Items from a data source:
- Opening Delimiter -

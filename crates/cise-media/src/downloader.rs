//! Download-link lookup against the downloader HTTP API.

use std::time::Duration;

use async_trait::async_trait;
use reqwest::Client;
use serde::Deserialize;
use tracing::{debug, error};

use crate::error::{MediaError, MediaResult};
use crate::port::{DownloadLink, DownloadLinkProvider, LinkMode};

const DEFAULT_BASE_URL: &str = "https://akshit-api-pwht.onrender.com";

/// Configuration for the downloader client.
#[derive(Debug, Clone)]
pub struct DownloaderConfig {
    /// Base URL of the downloader service
    pub base_url: String,
    /// Request timeout
    pub timeout: Duration,
}

impl Default for DownloaderConfig {
    fn default() -> Self {
        Self {
            base_url: DEFAULT_BASE_URL.to_string(),
            // Free-tier hosts can take a while to wake up
            timeout: Duration::from_secs(90),
        }
    }
}

impl DownloaderConfig {
    /// Create config from environment variables.
    pub fn from_env() -> Self {
        Self {
            base_url: std::env::var("DOWNLOADER_API_URL")
                .unwrap_or_else(|_| DEFAULT_BASE_URL.to_string()),
            timeout: Duration::from_secs(
                std::env::var("DOWNLOADER_TIMEOUT_SECS")
                    .ok()
                    .and_then(|s| s.parse().ok())
                    .unwrap_or(90),
            ),
        }
    }
}

#[derive(Debug, Deserialize)]
struct DownloadResponse {
    #[serde(default, alias = "rawUrl", alias = "raw_url")]
    file_url: Option<String>,
}

/// Client for the downloader API.
pub struct DownloaderClient {
    http: Client,
    config: DownloaderConfig,
}

impl DownloaderClient {
    /// Create a new downloader client.
    pub fn new(config: DownloaderConfig) -> MediaResult<Self> {
        let http = Client::builder()
            .timeout(config.timeout)
            .build()
            .map_err(MediaError::Network)?;

        Ok(Self { http, config })
    }

    /// Create from environment variables.
    pub fn from_env() -> MediaResult<Self> {
        Self::new(DownloaderConfig::from_env())
    }
}

#[async_trait]
impl DownloadLinkProvider for DownloaderClient {
    async fn fetch_link(&self, canonical_url: &str, mode: LinkMode) -> MediaResult<DownloadLink> {
        let url = format!("{}/download", self.config.base_url.trim_end_matches('/'));
        debug!("Requesting {} link for {} from {}", mode, canonical_url, url);

        let response = self
            .http
            .get(&url)
            .query(&[("url", canonical_url), ("type", mode.as_str())])
            .send()
            .await?;

        let status = response.status();
        let body = response.text().await?;

        if !status.is_success() {
            error!("Downloader returned {} for {}", status, canonical_url);
            return Err(MediaError::DownloaderStatus {
                status: status.as_u16(),
                body,
            });
        }

        let parsed: DownloadResponse = serde_json::from_str(&body)
            .map_err(|e| MediaError::malformed(format!("Downloader body is not JSON: {}", e)))?;

        match parsed.file_url.filter(|u| !u.trim().is_empty()) {
            Some(raw_url) => Ok(DownloadLink { raw_url }),
            None => {
                error!("Failed to get download URL from downloader: {}", body);
                Err(MediaError::MissingLink(body))
            }
        }
    }
}
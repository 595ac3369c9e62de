//! Broker configuration.

/// Broker configuration.
#[derive(Debug, Clone)]
pub struct BrokerConfig {
    /// Maximum topic detail calls in flight for one chapter request
    pub max_detail_parallel: usize,
}

impl Default for BrokerConfig {
    fn default() -> Self {
        Self {
            max_detail_parallel: 4,
        }
    }
}

impl BrokerConfig {
    /// Create config from environment variables.
    pub fn from_env() -> Self {
        Self {
            max_detail_parallel: std::env::var("BROKER_MAX_DETAIL_PARALLEL")
                .ok()
                .and_then(|s| s.parse().ok())
                .unwrap_or(4),
        }
        .normalized()
    }

    /// Clamp values into their usable ranges.
    pub fn normalized(mut self) -> Self {
        self.max_detail_parallel = self.max_detail_parallel.max(1);
        self
    }
}
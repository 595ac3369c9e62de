//! Broker error types.

use thiserror::Error;

use cise_genai::GenAiError;
use cise_media::MediaError;

pub type BrokerResult<T> = Result<T, BrokerError>;

/// Transport or infrastructure failure reported by a port.
#[derive(Debug, Error)]
pub enum UpstreamError {
    #[error("text generation: {0}")]
    Generation(#[from] GenAiError),

    #[error("media: {0}")]
    Media(#[from] MediaError),
}

#[derive(Debug, Error)]
pub enum BrokerError {
    #[error("Could not generate chapter topics")]
    NoTopicsGenerated,

    /// Recorded for a single topic and replaced by placeholder text; the
    /// chapter pipeline never returns it.
    #[error("Could not generate text for topic '{topic}': {reason}")]
    TopicDetailFailed { topic: String, reason: String },

    #[error("Failed to generate any content for the chapter")]
    NoContentGenerated,

    #[error("Invalid query: {0}")]
    InvalidQuery(String),

    #[error("Invalid request: {0}")]
    InvalidRequest(String),

    #[error("No song found for '{0}'")]
    SongNotFound(String),

    #[error("The downloader service failed to provide a link: {0}")]
    DownloadLinkUnavailable(String),

    #[error("Could not generate {0}")]
    EmptyGeneration(String),

    #[error("Upstream service error: {0}")]
    Upstream(#[from] UpstreamError),
}

impl BrokerError {
    pub fn topic_detail_failed(topic: impl Into<String>, reason: impl Into<String>) -> Self {
        Self::TopicDetailFailed {
            topic: topic.into(),
            reason: reason.into(),
        }
    }

    pub fn invalid_query(msg: impl Into<String>) -> Self {
        Self::InvalidQuery(msg.into())
    }

    pub fn invalid_request(msg: impl Into<String>) -> Self {
        Self::InvalidRequest(msg.into())
    }

    pub fn empty_generation(what: impl Into<String>) -> Self {
        Self::EmptyGeneration(what.into())
    }

    /// Whether the caller sent something unusable.
    pub fn is_client_error(&self) -> bool {
        matches!(self, BrokerError::InvalidQuery(_) | BrokerError::InvalidRequest(_))
    }

    /// Whether the failure is recovered inside the broker.
    pub fn is_recoverable(&self) -> bool {
        matches!(self, BrokerError::TopicDetailFailed { .. })
    }

    /// Stable machine-readable code.
    pub fn code(&self) -> &'static str {
        match self {
            BrokerError::NoTopicsGenerated => "no_topics_generated",
            BrokerError::TopicDetailFailed { .. } => "topic_detail_failed",
            BrokerError::NoContentGenerated => "no_content_generated",
            BrokerError::InvalidQuery(_) => "invalid_query",
            BrokerError::InvalidRequest(_) => "invalid_request",
            BrokerError::SongNotFound(_) => "song_not_found",
            BrokerError::DownloadLinkUnavailable(_) => "download_link_unavailable",
            BrokerError::EmptyGeneration(_) => "empty_generation",
            BrokerError::Upstream(_) => "upstream_service_error",
        }
    }
}

impl From<GenAiError> for BrokerError {
    fn from(err: GenAiError) -> Self {
        Self::Upstream(UpstreamError::Generation(err))
    }
}

impl From<MediaError> for BrokerError {
    fn from(err: MediaError) -> Self {
        Self::Upstream(UpstreamError::Media(err))
    }
}

impl From<validator::ValidationErrors> for BrokerError {
    fn from(errors: validator::ValidationErrors) -> Self {
        Self::InvalidRequest(errors.to_string())
    }
}
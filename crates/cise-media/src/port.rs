//! Media search and download-link ports.

use std::fmt;

use async_trait::async_trait;
use cise_models::SongCandidate;

use crate::error::MediaResult;

/// Free-text query in, ranked candidates out.
///
/// An empty vector means no matches; errors are reserved for transport and
/// infrastructure failures.
#[async_trait]
pub trait MediaSearch: Send + Sync {
    async fn search(&self, query: &str) -> MediaResult<Vec<SongCandidate>>;

    /// Whether the backing tool or service is available.
    fn is_ready(&self) -> bool {
        true
    }
}

/// Variant requested from the downloader.
#[derive(Debug, Clone, Copy, PartialEq, Eq, Default)]
pub enum LinkMode {
    #[default]
    Audio,
    Video,
}

impl LinkMode {
    pub fn as_str(&self) -> &'static str {
        match self {
            LinkMode::Audio => "audio",
            LinkMode::Video => "video",
        }
    }
}

impl fmt::Display for LinkMode {
    fn fmt(&self, f: &mut fmt::Formatter<'_>) -> fmt::Result {
        write!(f, "{}", self.as_str())
    }
}

/// Direct link returned by the downloader, scheme untouched.
#[derive(Debug, Clone, PartialEq, Eq)]
pub struct DownloadLink {
    pub raw_url: String,
}

/// Canonical media URL in, direct link out.
#[async_trait]
pub trait DownloadLinkProvider: Send + Sync {
    async fn fetch_link(&self, canonical_url: &str, mode: LinkMode) -> MediaResult<DownloadLink>;
}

- Closing Delimiter -

**Exercise directions**. Respond with nothing but the number of lines in the data above that include the word "DownloadLinkProvider".

**Problem solution**. 3